[INPUT DATA Boundary: Start]

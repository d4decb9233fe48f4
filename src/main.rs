//! usb-sentry - daemon that keeps tracked USB devices disabled across sleep.
//!
//! Polls the tracked devices, re-enables them while the machine is awake and
//! disables them on resume from sleep and on shutdown.

use std::path::PathBuf;
use std::sync::Arc;

use anyhow::{Context, Result};
use clap::{Parser, Subcommand, ValueEnum};
use tokio::sync::{broadcast, mpsc};
use tokio_util::sync::CancellationToken;
use tracing::{debug, error, info, warn};
use tracing_subscriber::EnvFilter;

use usb_sentry::config::Config;
use usb_sentry::domain::{DeviceId, TrackedDevice};
use usb_sentry::enumerate::{BlockingProbe, DeviceProbe, DeviceTree, native_tree};
use usb_sentry::monitor::{Monitor, MonitorEvent, MonitorHandle, MonitorSettings};
use usb_sentry::power::{PowerListener, subscribe_native};
use usb_sentry::privilege::is_elevated;
use usb_sentry::store::{DirectoryEntry, DirectoryStore, TomlDirectoryStore};
use usb_sentry::toggle::{CommandExecutor, ToggleExecutor};

/// USB device sleep guard.
///
/// Keeps a set of tracked USB devices enabled while awake and disabled
/// around sleep and shutdown.
#[derive(Parser, Debug)]
#[command(name = "usb-sentry")]
#[command(author, version, about, long_about = None)]
struct Args {
    /// Path to config file.
    #[arg(short, long, global = true)]
    config: Option<PathBuf>,

    /// Enable dry-run mode (log toggle commands instead of running them).
    #[arg(long, global = true)]
    dry_run: bool,

    /// Log level (trace, debug, info, warn, error).
    #[arg(long, default_value = "info", global = true)]
    log_level: String,

    #[command(subcommand)]
    command: Option<Commands>,
}

#[derive(Subcommand, Debug)]
enum Commands {
    /// Run the monitor daemon (default).
    Run,

    /// List present USB devices that can be tracked.
    List,

    /// Start tracking a device.
    Add {
        /// Device instance id, as printed by `list`.
        id: String,

        /// Display name; resolved from the device tree when omitted.
        #[arg(long)]
        name: Option<String>,
    },

    /// Stop tracking a device.
    Remove {
        /// Device instance id.
        id: String,
    },

    /// Enable one tracked device now.
    Enable {
        /// Device instance id.
        id: String,
    },

    /// Disable one tracked device now.
    Disable {
        /// Device instance id.
        id: String,
    },

    /// Turn automatic enforcement on or off.
    Policy {
        #[arg(value_enum)]
        state: PolicyState,
    },

    /// Show the tracked devices and their current state.
    Status {
        /// Print JSON instead of a table.
        #[arg(long)]
        json: bool,
    },
}

#[derive(ValueEnum, Clone, Copy, Debug, PartialEq, Eq)]
enum PolicyState {
    On,
    Off,
}

#[tokio::main]
async fn main() -> Result<()> {
    let args = Args::parse();

    // Initialize logging
    init_logging(&args.log_level)?;

    // Load config
    let mut config =
        Config::load_or_default(args.config.as_deref()).context("Failed to load configuration")?;

    if args.dry_run {
        config.dry_run = true;
    }

    let store = TomlDirectoryStore::new(
        config
            .directory_path()
            .context("Could not determine the configuration directory")?,
    );
    debug!("Directory file: {}", store.path().display());

    match args.command.unwrap_or(Commands::Run) {
        Commands::Run => run_daemon(config, store).await,
        Commands::List => list_devices(&config),
        Commands::Add { id, name } => add_device(&config, &store, &id, name).await,
        Commands::Remove { id } => remove_device(&store, &id),
        Commands::Enable { id } => {
            ensure_privileged(&config)?;
            toggle_device(&config, &store, &id, true).await
        }
        Commands::Disable { id } => {
            ensure_privileged(&config)?;
            toggle_device(&config, &store, &id, false).await
        }
        Commands::Policy { state } => set_policy(&store, state == PolicyState::On),
        Commands::Status { json } => print_status(&config, &store, json).await,
    }
}

/// Initialize logging with the specified level.
fn init_logging(level: &str) -> Result<()> {
    let filter = EnvFilter::try_new(format!("usb_sentry={level}"))
        .or_else(|_| EnvFilter::try_new("info"))
        .context("Invalid log level")?;

    tracing_subscriber::fmt()
        .with_env_filter(filter)
        .with_target(false)
        .with_thread_ids(false)
        .init();

    Ok(())
}

fn probe_for(config: &Config) -> BlockingProbe<impl DeviceTree> {
    BlockingProbe::new(native_tree(config), config.id_match)
}

fn executor_for(config: &Config) -> CommandExecutor {
    CommandExecutor::new(config.toggle_command.clone(), config.dry_run)
        .with_root(config.sysfs_root.clone())
}

/// Toggle commands need an elevated process unless they are only logged.
fn ensure_privileged(config: &Config) -> Result<()> {
    if config.dry_run {
        info!("Dry run: skipping privilege check");
    } else if !is_elevated() {
        error!("usb-sentry must run with administrator/root privileges to toggle devices.");
        error!("Re-run elevated, or pass --dry-run to only log toggle commands.");
        anyhow::bail!("Insufficient privileges");
    }
    Ok(())
}

/// Run the monitor until asked to stop, then run the shutdown sequence.
async fn run_daemon(config: Config, store: TomlDirectoryStore) -> Result<()> {
    info!("usb-sentry v{} starting", env!("CARGO_PKG_VERSION"));
    ensure_privileged(&config)?;

    let store = Arc::new(store);
    let cancel = CancellationToken::new();

    let monitor = Monitor::new(
        MonitorSettings::from_config(&config),
        Arc::new(probe_for(&config)),
        Arc::new(executor_for(&config)),
        Arc::clone(&store) as Arc<dyn DirectoryStore>,
        cancel.clone(),
    );
    let (handle, monitor_task) = monitor.spawn();

    tokio::spawn(log_events(handle.subscribe()));

    let (power_tx, power_rx) = mpsc::unbounded_channel();
    let _subscription = match subscribe_native(power_tx).await {
        Ok(subscription) => Some(subscription),
        Err(e) => {
            warn!("Power events unavailable, continuing poll-only: {}", e);
            handle.report_subscription_failure(e.to_string());
            None
        }
    };

    tokio::spawn(
        PowerListener::new(handle.clone(), config.resume_settle()).run(power_rx, cancel.clone()),
    );

    wait_for_shutdown(&handle, store.as_ref()).await?;

    info!("Shutting down");
    if let Err(e) = handle.shutdown().await {
        warn!("Monitor exited before shutdown completed: {}", e);
    }
    cancel.cancel();

    if let Err(e) = monitor_task.await {
        error!("Monitor task failed: {}", e);
    }
    #[cfg(windows)]
    usb_sentry::console::release();

    info!("usb-sentry stopped");
    Ok(())
}

/// Block until a termination signal; SIGHUP reloads the directory file.
#[cfg(unix)]
async fn wait_for_shutdown(handle: &MonitorHandle, store: &dyn DirectoryStore) -> Result<()> {
    use tokio::signal::unix::{SignalKind, signal};

    let mut terminate =
        signal(SignalKind::terminate()).context("Failed to install SIGTERM handler")?;
    let mut hangup = signal(SignalKind::hangup()).context("Failed to install SIGHUP handler")?;

    loop {
        tokio::select! {
            result = tokio::signal::ctrl_c() => {
                result.context("Failed to listen for Ctrl-C")?;
                info!("Received Ctrl-C");
                return Ok(());
            }
            _ = terminate.recv() => {
                info!("Received SIGTERM");
                return Ok(());
            }
            _ = hangup.recv() => {
                info!("Received SIGHUP, reloading directory");
                match store.load() {
                    Ok(directory) => handle.reload(directory),
                    Err(e) => warn!("Failed to reload directory: {}", e),
                }
            }
        }
    }
}

/// Block until Ctrl-C, Ctrl-Break, or the console session ending. Directory
/// edits are picked up by the monitor's own poll.
#[cfg(windows)]
async fn wait_for_shutdown(_handle: &MonitorHandle, _store: &dyn DirectoryStore) -> Result<()> {
    use usb_sentry::console;

    let mut ctrl_break =
        tokio::signal::windows::ctrl_break().context("Failed to install Ctrl-Break handler")?;
    let mut session = match console::watch() {
        Ok(events) => Some(events),
        Err(e) => {
            warn!("Closing the console will skip the shutdown sequence: {}", e);
            None
        }
    };

    tokio::select! {
        result = tokio::signal::ctrl_c() => {
            result.context("Failed to listen for Ctrl-C")?;
            info!("Received Ctrl-C");
        }
        _ = ctrl_break.recv() => info!("Received Ctrl-Break"),
        event = next_console_event(session.as_mut()) => {
            info!("Console session ending: {:?}", event);
        }
    }
    Ok(())
}

/// Waits forever when the console handler could not be installed.
#[cfg(windows)]
async fn next_console_event(
    session: Option<&mut mpsc::UnboundedReceiver<usb_sentry::console::ConsoleEvent>>,
) -> usb_sentry::console::ConsoleEvent {
    match session {
        Some(events) => match events.recv().await {
            Some(event) => event,
            None => std::future::pending().await,
        },
        None => std::future::pending().await,
    }
}

/// Block until Ctrl-C.
#[cfg(not(any(unix, windows)))]
async fn wait_for_shutdown(_handle: &MonitorHandle, _store: &dyn DirectoryStore) -> Result<()> {
    tokio::signal::ctrl_c()
        .await
        .context("Failed to listen for Ctrl-C")?;
    info!("Received Ctrl-C");
    Ok(())
}

/// Log observer events for the lifetime of the monitor.
async fn log_events(mut events: broadcast::Receiver<MonitorEvent>) {
    use tokio::sync::broadcast::error::RecvError;

    loop {
        match events.recv().await {
            Ok(MonitorEvent::FieldChanged(change)) => debug!(
                "{} {:?}: {} -> {}",
                change.id, change.field, change.old, change.new
            ),
            Ok(MonitorEvent::PersistenceFailed { detail }) => {
                warn!("Directory not saved: {}", detail);
            }
            Ok(event) => debug!("{:?}", event),
            Err(RecvError::Lagged(missed)) => debug!("Event log skipped {} events", missed),
            Err(RecvError::Closed) => break,
        }
    }
}

/// Print present USB devices.
fn list_devices(config: &Config) -> Result<()> {
    let devices = native_tree(config)
        .list_usb()
        .context("Failed to enumerate USB devices")?;

    if devices.is_empty() {
        println!("No USB devices found");
        return Ok(());
    }

    for device in devices {
        println!(
            "{}\t{}\t{}",
            device.instance_id,
            device.name,
            if device.enabled { "enabled" } else { "disabled" }
        );
    }
    Ok(())
}

async fn add_device(
    config: &Config,
    store: &TomlDirectoryStore,
    id: &str,
    name: Option<String>,
) -> Result<()> {
    let id = DeviceId::new(id)?;
    let mut directory = store.load()?;

    if directory.contains(&id) {
        anyhow::bail!("Device {id} is already tracked");
    }

    let name = match name {
        Some(name) => name,
        None => probe_for(config).resolve_display_name(&id).await,
    };

    println!("Tracking {id} ({name})");
    directory.insert(DirectoryEntry { id, name });
    store.save(&directory)?;
    print_reload_hint();
    Ok(())
}

fn remove_device(store: &TomlDirectoryStore, id: &str) -> Result<()> {
    let id = DeviceId::new(id)?;
    let mut directory = store.load()?;

    if !directory.remove(&id) {
        anyhow::bail!("Device {id} is not tracked");
    }

    store.save(&directory)?;
    println!("No longer tracking {id}");
    print_reload_hint();
    Ok(())
}

fn set_policy(store: &TomlDirectoryStore, auto_enforce: bool) -> Result<()> {
    let mut directory = store.load()?;
    directory.auto_enforce = auto_enforce;
    store.save(&directory)?;

    println!("Auto-enforce {}", if auto_enforce { "on" } else { "off" });
    print_reload_hint();
    Ok(())
}

/// Toggle one tracked device outside the daemon. A running daemon adopts the
/// result on its next poll.
async fn toggle_device(
    config: &Config,
    store: &dyn DirectoryStore,
    id: &str,
    enable: bool,
) -> Result<()> {
    let id = DeviceId::new(id)?;
    if !store.load()?.contains(&id) {
        anyhow::bail!("Device {id} is not tracked");
    }

    executor_for(config).set_enabled(&id, enable).await?;
    println!("{} {id}", if enable { "Enabled" } else { "Disabled" });
    Ok(())
}

/// One-shot probe of every tracked device.
async fn print_status(config: &Config, store: &TomlDirectoryStore, json: bool) -> Result<()> {
    let directory = store.load()?;
    let probe = probe_for(config);

    let mut devices = Vec::with_capacity(directory.devices.len());
    for entry in directory.devices {
        let status = probe.query_device(&entry.id).await;
        let mut device = TrackedDevice::new(entry.id, entry.name);
        device.set_connected(status.present);
        device.set_active(status.enabled);
        devices.push(device);
    }

    if json {
        let report = serde_json::json!({
            "auto_enforce": directory.auto_enforce,
            "devices": devices,
        });
        println!("{}", serde_json::to_string_pretty(&report)?);
        return Ok(());
    }

    println!(
        "Auto-enforce: {}",
        if directory.auto_enforce { "on" } else { "off" }
    );
    if devices.is_empty() {
        println!("No tracked devices");
    }
    for device in &devices {
        println!(
            "{}\t{}\t{}\t{}",
            device.id(),
            device.name(),
            if device.connected() { "connected" } else { "disconnected" },
            if device.active() { "active" } else { "inactive" }
        );
    }
    Ok(())
}

fn print_reload_hint() {
    println!("A running daemon picks this up within one poll interval.");
}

[INPUT DATA Boundary: End]

[ACTIVITY]
Which of the lines above include the word "DirectoryEntry"? List those lines.

[WORKED SOLUTION]
use usb_sentry::store::{DirectoryEntry, DirectoryStore, TomlDirectoryStore};
    directory.insert(DirectoryEntry { id, name });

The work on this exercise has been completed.